簡単にまとめると、このとおり。本書は、日本会議(および安倍政権)が発する「政策」・歴史否認・デマなどを糺す対抗テンプレの役割を果たしている。彼らの主張を網羅しているので、反論をする際の参考になります。
気づいたことをメモ
・1945年の敗戦で日本は主権を失い、国の政治の仕組みを変えた。しかしこれを受け入れらない勢力がった。そのひとつが国家神道団体。1945年の「神道指令」で彼らは政治から追放された。改革政策で1930年代の大政翼賛体制は全面的に否定され、排除された。
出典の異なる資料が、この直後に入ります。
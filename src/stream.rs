//! Stream start and stop.
//!
//! Starting the sensor is a fixed protocol: load the mode table, let the
//! clock settle, power up the analog core, sequence the analog blocks, then
//! enable the output. The delays are minimums from the sensor's power-up
//! timing and dominate the start latency.

use std::fmt;
use std::time::Duration;

use log::{debug, error, info, warn};

use crate::controls::ControlId;
use crate::modes::{modes_for, nearest_mode};
use crate::power::PowerSequencer;
use crate::regs::{
    self, MODE_CTRL_CLK_STABLE, MODE_CTRL_STREAM, REG_MODE_CTRL, REG_PWR_UP,
};
use crate::session::{DeviceSession, StreamState};
use crate::tables::ANALOG_BRINGUP;
use crate::traits::{ControlBus, Delay, Result, SensorError};

/// Settle window after the mode table, before the clock-stable bit.
pub const MODE_SETTLE: (Duration, Duration) =
    (Duration::from_millis(10), Duration::from_millis(12));
/// Analog power-up settle window; the sensor needs more than 80 ms.
pub const POWER_UP_SETTLE: (Duration, Duration) =
    (Duration::from_millis(100), Duration::from_millis(101));
/// Output stabilization window after stream enable.
pub const STREAM_SETTLE: (Duration, Duration) =
    (Duration::from_micros(25_000), Duration::from_micros(26_000));

/// Step of the stream start sequence, reported on failure.
#[derive(Debug, Clone, Copy, PartialEq, Eq)]
pub enum StartStage {
    /// Taking a power reference.
    PowerOn,
    /// Writing the mode register table.
    ModeRegisters,
    /// Setting `CLK_STABLE_EN`.
    ClockStable,
    /// Setting `PWR_UP_EN`.
    PowerUp,
    /// Analog block bring-up sequence.
    AnalogBringup,
    /// Setting `STREAM_EN`.
    StreamOn,
    /// Re-applying stored control values.
    ControlSetup,
}

impl fmt::Display for StartStage {
    fn fmt(&self, f: &mut fmt::Formatter<'_>) -> fmt::Result {
        let name = match self {
            Self::PowerOn => "power on",
            Self::ModeRegisters => "mode registers",
            Self::ClockStable => "clock stable",
            Self::PowerUp => "power up",
            Self::AnalogBringup => "analog bring-up",
            Self::StreamOn => "stream on",
            Self::ControlSetup => "control setup",
        };
        f.write_str(name)
    }
}

fn staged<T>(stage: StartStage, result: Result<T>) -> Result<T> {
    result.map_err(|source| SensorError::StreamStart {
        stage,
        source: Box::new(source),
    })
}

fn settle<D: Delay + ?Sized>(delay: &mut D, window: (Duration, Duration)) {
    delay.sleep_range(window.0, window.1);
}

/// Bring the sensor from idle to streaming.
///
/// On failure the power reference taken here is released and the session
/// is left idle. Calling this while already streaming does nothing.
pub fn enable<B, D>(
    bus: &mut B,
    power: &mut PowerSequencer,
    delay: &mut D,
    session: &mut DeviceSession,
) -> Result<()>
where
    B: ControlBus + ?Sized,
    D: Delay + ?Sized,
{
    if session.stream == StreamState::Streaming {
        debug!("enable: already streaming");
        return Ok(());
    }
    session.stream = StreamState::Configuring;

    if let Err(err) = power.get(delay) {
        session.stream = StreamState::Idle;
        return staged(StartStage::PowerOn, Err(err.into()));
    }

    if let Err(err) = start_sequence(bus, delay, session) {
        error!("{err}");
        power.put();
        session.stream = StreamState::Idle;
        return Err(err);
    }

    // Flip changes mid-stream corrupt the Bayer order of the frame in flight.
    session.controls.grab(ControlId::Vflip, true);
    session.controls.grab(ControlId::Hflip, true);
    session.stream = StreamState::Streaming;
    Ok(())
}

fn start_sequence<B, D>(bus: &mut B, delay: &mut D, session: &mut DeviceSession) -> Result<()>
where
    B: ControlBus + ?Sized,
    D: Delay + ?Sized,
{
    let format = session.active.format;
    let mode = nearest_mode(modes_for(format.code), format.width, format.height).ok_or_else(|| {
        SensorError::InvalidArgument(format!("no mode for bus code 0x{:04x}", format.code.0))
    });
    let mode = staged(StartStage::ModeRegisters, mode)?;

    staged(
        StartStage::ModeRegisters,
        regs::apply_sequence(bus, mode.registers),
    )?;
    settle(delay, MODE_SETTLE);

    staged(
        StartStage::ClockStable,
        regs::update_bits(bus, REG_MODE_CTRL, MODE_CTRL_CLK_STABLE, MODE_CTRL_CLK_STABLE),
    )?;
    staged(StartStage::PowerUp, regs::write(bus, REG_PWR_UP, 0x01))?;
    settle(delay, POWER_UP_SETTLE);

    staged(
        StartStage::AnalogBringup,
        regs::apply_sequence(bus, &ANALOG_BRINGUP),
    )?;
    staged(
        StartStage::StreamOn,
        regs::update_bits(bus, REG_MODE_CTRL, MODE_CTRL_STREAM, MODE_CTRL_STREAM),
    )?;
    staged(StartStage::ControlSetup, session.controls.setup(bus))?;

    info!("streaming started");
    settle(delay, STREAM_SETTLE);
    Ok(())
}

/// Return to idle: unlock the flips, stop the output and drop the power
/// reference taken by [`enable`]. Never fails.
pub fn disable<B: ControlBus + ?Sized>(
    bus: &mut B,
    power: &mut PowerSequencer,
    session: &mut DeviceSession,
) {
    if session.stream != StreamState::Streaming {
        debug!("disable: not streaming");
        return;
    }

    session.controls.grab(ControlId::Vflip, false);
    session.controls.grab(ControlId::Hflip, false);

    if let Err(err) = regs::update_bits(bus, REG_MODE_CTRL, MODE_CTRL_STREAM, 0) {
        warn!("failed to stop output: {err}");
    }

    power.put();
    session.stream = StreamState::Idle;
    info!("streaming stopped");
}

#[cfg(test)]
mod tests {
    use super::*;
    use crate::mock::{Event, MockHardware};
    use crate::power::RailBank;
    use crate::tables::MODE_COMMON_REGS;
    use crate::traits::{BusError, Hardware, Register};

    struct Rig {
        mock: MockHardware,
        bus: Box<dyn ControlBus + Send>,
        delay: Box<dyn Delay + Send>,
        power: PowerSequencer,
        session: DeviceSession,
    }

    impl Rig {
        fn new() -> Self {
            let mock = MockHardware::new();
            mock.require_power(true);
            let Hardware {
                bus,
                rails,
                clock,
                reset,
                delay,
            } = mock.hardware();
            Self {
                mock,
                bus,
                delay,
                power: PowerSequencer::new(RailBank::new(rails), clock, reset),
                session: DeviceSession::new(),
            }
        }

        fn enable(&mut self) -> Result<()> {
            enable(
                self.bus.as_mut(),
                &mut self.power,
                self.delay.as_mut(),
                &mut self.session,
            )
        }

        fn disable(&mut self) {
            disable(self.bus.as_mut(), &mut self.power, &mut self.session);
        }
    }

    #[test]
    fn test_enable_sequence_order() {
        let mut rig = Rig::new();

        rig.enable().expect("enable failed");

        let events = rig.mock.events();
        let position = |wanted: &Event| {
            events
                .iter()
                .position(|event| event == wanted)
                .expect("event missing")
        };
        let table_end = position(&Event::Write(Register::reg8(0x3405), 0x02));
        let mode_settle = position(&Event::Sleep {
            min: MODE_SETTLE.0,
            max: MODE_SETTLE.1,
        });
        let power_up = position(&Event::Write(REG_PWR_UP, 0x01));
        let power_settle = position(&Event::Sleep {
            min: POWER_UP_SETTLE.0,
            max: POWER_UP_SETTLE.1,
        });
        let stream_on = position(&Event::Write(REG_MODE_CTRL, 0x03));
        let stream_settle = position(&Event::Sleep {
            min: STREAM_SETTLE.0,
            max: STREAM_SETTLE.1,
        });

        assert!(table_end < mode_settle);
        assert!(mode_settle < power_up);
        assert!(power_up < power_settle);
        assert!(power_settle < stream_on);
        assert!(stream_on < stream_settle);
        assert_eq!(rig.session.stream, StreamState::Streaming);
        assert!(rig.session.controls.is_locked(ControlId::Vflip));
        assert!(rig.session.controls.is_locked(ControlId::Hflip));
    }

    #[test]
    fn test_analog_bringup_order() {
        let mut rig = Rig::new();

        rig.enable().expect("enable failed");

        let seq: Vec<(u16, u16)> = rig
            .mock
            .writes()
            .iter()
            .map(|(reg, value)| (reg.address, *value))
            .skip_while(|(address, _)| *address != 0x3301)
            .skip(1)
            .take(7)
            .collect();
        // Mode table leaves 0x3023 = 0xF8 and 0x3024 = 0x14.
        assert_eq!(
            seq,
            vec![
                (0x3024, 0x14),
                (0x3023, 0xF8),
                (0x3023, 0xF9),
                (0x3023, 0xFF),
                (0x3024, 0x34),
                (0x3023, 0xFB),
                (0x2E00, 0x03),
            ]
        );
    }

    #[test]
    fn test_mode_table_failure_at_index_k() {
        for k in [0usize, 1, 57, MODE_COMMON_REGS.len() - 1] {
            let mut rig = Rig::new();
            rig.mock.fail_nth_write(k);

            let err = rig.enable().expect_err("enable should fail");

            assert!(matches!(
                err,
                SensorError::StreamStart {
                    stage: StartStage::ModeRegisters,
                    ..
                }
            ));
            assert_eq!(rig.mock.writes().len(), k);
            assert_eq!(rig.session.stream, StreamState::Idle);
            assert!(!rig.power.is_powered());
            assert!(!rig.mock.is_powered());
            assert!(!rig.session.controls.is_locked(ControlId::Vflip));
        }
    }

    #[test]
    fn test_control_setup_failure_releases_power() {
        let mut rig = Rig::new();
        // Mode table, CLK_STABLE, PWR_UP, bring-up, STREAM_EN, gain, vflip.
        rig.mock
            .fail_nth_write(MODE_COMMON_REGS.len() + 2 + ANALOG_BRINGUP.len() + 1 + 2);

        let err = rig.enable().expect_err("enable should fail");

        assert!(matches!(
            err,
            SensorError::StreamStart {
                stage: StartStage::ControlSetup,
                ref source,
            } if matches!(**source, SensorError::ControlWrite { id: ControlId::Hflip, .. })
        ));
        assert!(!rig.mock.is_powered());
        assert_eq!(rig.session.stream, StreamState::Idle);
    }

    #[test]
    fn test_power_failure_stays_idle() {
        let mut rig = Rig::new();
        rig.mock.fail_clock();

        let err = rig.enable().expect_err("enable should fail");

        assert!(matches!(
            err,
            SensorError::StreamStart {
                stage: StartStage::PowerOn,
                ..
            }
        ));
        assert_eq!(rig.session.stream, StreamState::Idle);
        assert!(rig.mock.writes().is_empty());
    }

    #[test]
    fn test_disable_returns_to_idle() {
        let mut rig = Rig::new();
        rig.enable().expect("enable failed");

        rig.disable();

        assert_eq!(rig.session.stream, StreamState::Idle);
        assert!(!rig.session.controls.is_locked(ControlId::Vflip));
        assert!(!rig.session.controls.is_locked(ControlId::Hflip));
        assert!(!rig.power.is_powered());
        assert_eq!(rig.power.usage(), 0);
    }

    #[test]
    fn test_disable_ignores_bus_errors() {
        let mut rig = Rig::new();
        rig.enable().expect("enable failed");
        rig.mock.fail_reads();

        rig.disable();

        assert_eq!(rig.session.stream, StreamState::Idle);
        assert!(!rig.power.is_powered());
    }

    #[test]
    fn test_enable_twice_is_noop() {
        let mut rig = Rig::new();
        rig.enable().expect("enable failed");
        let writes = rig.mock.writes().len();

        rig.enable().expect("second enable failed");

        assert_eq!(rig.mock.writes().len(), writes);
        assert_eq!(rig.power.usage(), 1);
    }

    #[test]
    fn test_stage_error_names_stage() {
        let err = staged::<()>(
            StartStage::PowerUp,
            Err(SensorError::Transport {
                address: 0x3301,
                source: BusError::Timeout,
            }),
        )
        .expect_err("error expected");
        assert_eq!(
            err.to_string(),
            "stream start failed at power up: register 0x3301: bus transfer timed out"
        );
    }
}
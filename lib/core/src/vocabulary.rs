use ahash::AHashMap;

/// Mapping from distinct token to its column in the term-count matrix
///
/// Columns are assigned in first-seen order while scanning the corpus.
#[derive(Debug, Clone, Default)]
pub struct Vocabulary {
    positions: AHashMap<String, u32>,
    terms: Vec<String>,
}

impl Vocabulary {
    #[inline]
    #[must_use]
    pub fn new() -> Self {
        Self::default()
    }

    /// Column for `token`, inserting it if unseen
    pub fn intern(&mut self, token: &str) -> u32 {
        if let Some(&pos) = self.positions.get(token) {
            return pos;
        }
        let pos = self.terms.len() as u32;
        self.positions.insert(token.to_string(), pos);
        self.terms.push(token.to_string());
        pos
    }

    #[inline]
    pub fn get(&self, token: &str) -> Option<u32> {
        self.positions.get(token).copied()
    }

    #[inline]
    pub fn term(&self, position: u32) -> Option<&str> {
        self.terms.get(position as usize).map(String::as_str)
    }

    #[inline]
    #[must_use]
    pub fn len(&self) -> usize {
        self.terms.len()
    }

    #[inline]
    #[must_use]
    pub fn is_empty(&self) -> bool {
        self.terms.is_empty()
    }

    /// Tokens in column order
    pub fn terms(&self) -> impl Iterator<Item = &str> {
        self.terms.iter().map(String::as_str)
    }
}
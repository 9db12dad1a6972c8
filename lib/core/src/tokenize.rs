// Tokenization for the attribute surrogate text
use serde::{Deserialize, Serialize};

/// How surrogate text is split into vocabulary tokens
#[derive(Debug, Clone, Copy, Serialize, Deserialize, PartialEq, Eq, Default)]
#[serde(rename_all = "lowercase")]
pub enum TokenizerKind {
    /// Split on whitespace only; punctuation stays part of the token
    #[default]
    Whitespace,
    /// Runs of alphanumeric or `_` characters, at least two chars long
    Word,
}

impl std::str::FromStr for TokenizerKind {
    type Err = String;

    fn from_str(s: &str) -> Result<Self, Self::Err> {
        match s.trim().to_ascii_lowercase().as_str() {
            "whitespace" => Ok(TokenizerKind::Whitespace),
            "word" => Ok(TokenizerKind::Word),
            other => Err(format!("unknown tokenizer '{}'", other)),
        }
    }
}

/// Tokenizer shared by vocabulary construction and row counting
///
/// The same instance must be used for both, otherwise tokens fragment.
#[derive(Debug, Clone, Copy, PartialEq, Eq)]
pub struct Tokenizer {
    kind: TokenizerKind,
    lowercase: bool,
}

impl Tokenizer {
    #[inline]
    #[must_use]
    pub fn new(kind: TokenizerKind, lowercase: bool) -> Self {
        Self { kind, lowercase }
    }

    #[inline]
    pub fn kind(&self) -> TokenizerKind {
        self.kind
    }

    /// Tokenize text into owned tokens
    pub fn tokenize(&self, text: &str) -> Vec<String> {
        let text = if self.lowercase {
            text.to_lowercase()
        } else {
            text.to_string()
        };

        match self.kind {
            TokenizerKind::Whitespace => text.split_whitespace().map(str::to_string).collect(),
            TokenizerKind::Word => text
                .split(|c: char| !(c.is_alphanumeric() || c == '_'))
                .filter(|s| s.chars().count() > 1)
                .map(str::to_string)
                .collect(),
        }
    }
}

impl Default for Tokenizer {
    fn default() -> Self {
        Self::new(TokenizerKind::Whitespace, true)
    }
}
//! # reelmatch
//!
//! A content-based movie recommender.
//!
//! reelmatch concatenates the categorical attributes of every movie
//! (keywords, cast, genres, director) into one text surrogate, counts tokens
//! into a sparse term-count matrix, and ranks movies by cosine similarity to
//! a query title.
//!
//! ## Quick Start
//!
//! ### From the command line
//!
//! ```bash
//! reelmatch --dataset movie_dataset.csv recommend "Avatar"
//! reelmatch --dataset movie_dataset.csv interactive
//! reelmatch --dataset movie_dataset.csv serve --port 8080
//! ```
//!
//! ### As a Library
//!
//! ```rust,no_run
//! use reelmatch::prelude::*;
//!
//! let corpus = load_corpus("movie_dataset.csv", EngineConfig::default()).unwrap();
//! let recs = recommend(&corpus, "avatar", 20).unwrap();
//! for rec in &recs.items {
//!     println!("{} ({:.3})", rec.title, rec.score);
//! }
//! ```
//!
//! ## Crate Structure
//!
//! - `reelmatch-core` - Items, indexing, similarity, ranking, query sessions
//! - `reelmatch-api` - REST API

// Re-export core types
pub use reelmatch_core::{
    load_corpus, rank, recommend, recommend_default, resolve_query,
    CorpusHandle, CorpusIndexer, CorpusStats, EngineConfig,
    Error, FeatureField, Item, MatchKind, QueryMatch, QueryOutcome, QuerySession,
    Recommendation, Recommendations, Result, TermCountMatrix, TokenizerKind, Vocabulary,
    DEFAULT_TOP_K,
};

// Re-export API
pub use reelmatch_api::RestApi;

/// Prelude module for convenient imports
pub mod prelude {
    pub use crate::{
        load_corpus, recommend, recommend_default,
        CorpusHandle, EngineConfig, Error, FeatureField, Item,
        QuerySession, Recommendation, Recommendations, Result, TokenizerKind,
        RestApi,
    };
}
それを政治的屈辱ととらえたものは、1952年に占領が解除されてからバックラッシュの運動を始める。
・当初は、生長の家、勝共連合、神社本庁などの宗教団体が運動の主。そこに学生右翼の運動から成長してきた団体などが加わり、1997年に日本会議が結成された。豊富な資金を持っていたと思われ、草の根の運動とメディアを使った情宣を行い、21世紀に小泉、小渕、安倍、麻生などの日本会議に関与する政治家を首相にする。
(生長の家はのちに離脱し、1983年から反自民の立場になる。現在は、日本会議と生長の家は関係ありません。)
・日本会議の主張は、1930年代の国体明徴運動で戦前に文部省などが出版した「国体の大義」「臣民の道」に書かれたことと一致する。国家神道による独裁体制を作ることであり、天皇のために死ぬことを人の生の目的とすること。でも歴史を見れば、国家神道や国体明徴運動などは、国の方針が定まらない時期(国際的孤立、経済低迷、政局の混乱など)につくられたもので、それを運用した結果、彼らが大事にする「国体」を破滅させたのだった(天皇の意向をしばしば無視し、嘘をつき、激怒させ、無条件降伏を選択させ、あまつさえマッカーサーに頭を下げる恥をかかせた)。その際に国民と植民地、占領地域、敵国人などを数千万人殺害するという世界的災厄を起こした。その事実を日本会議は受け入れない。日本の戦争犯罪を捏造とする歴史否認をして、「大東亜戦争」を肯定する。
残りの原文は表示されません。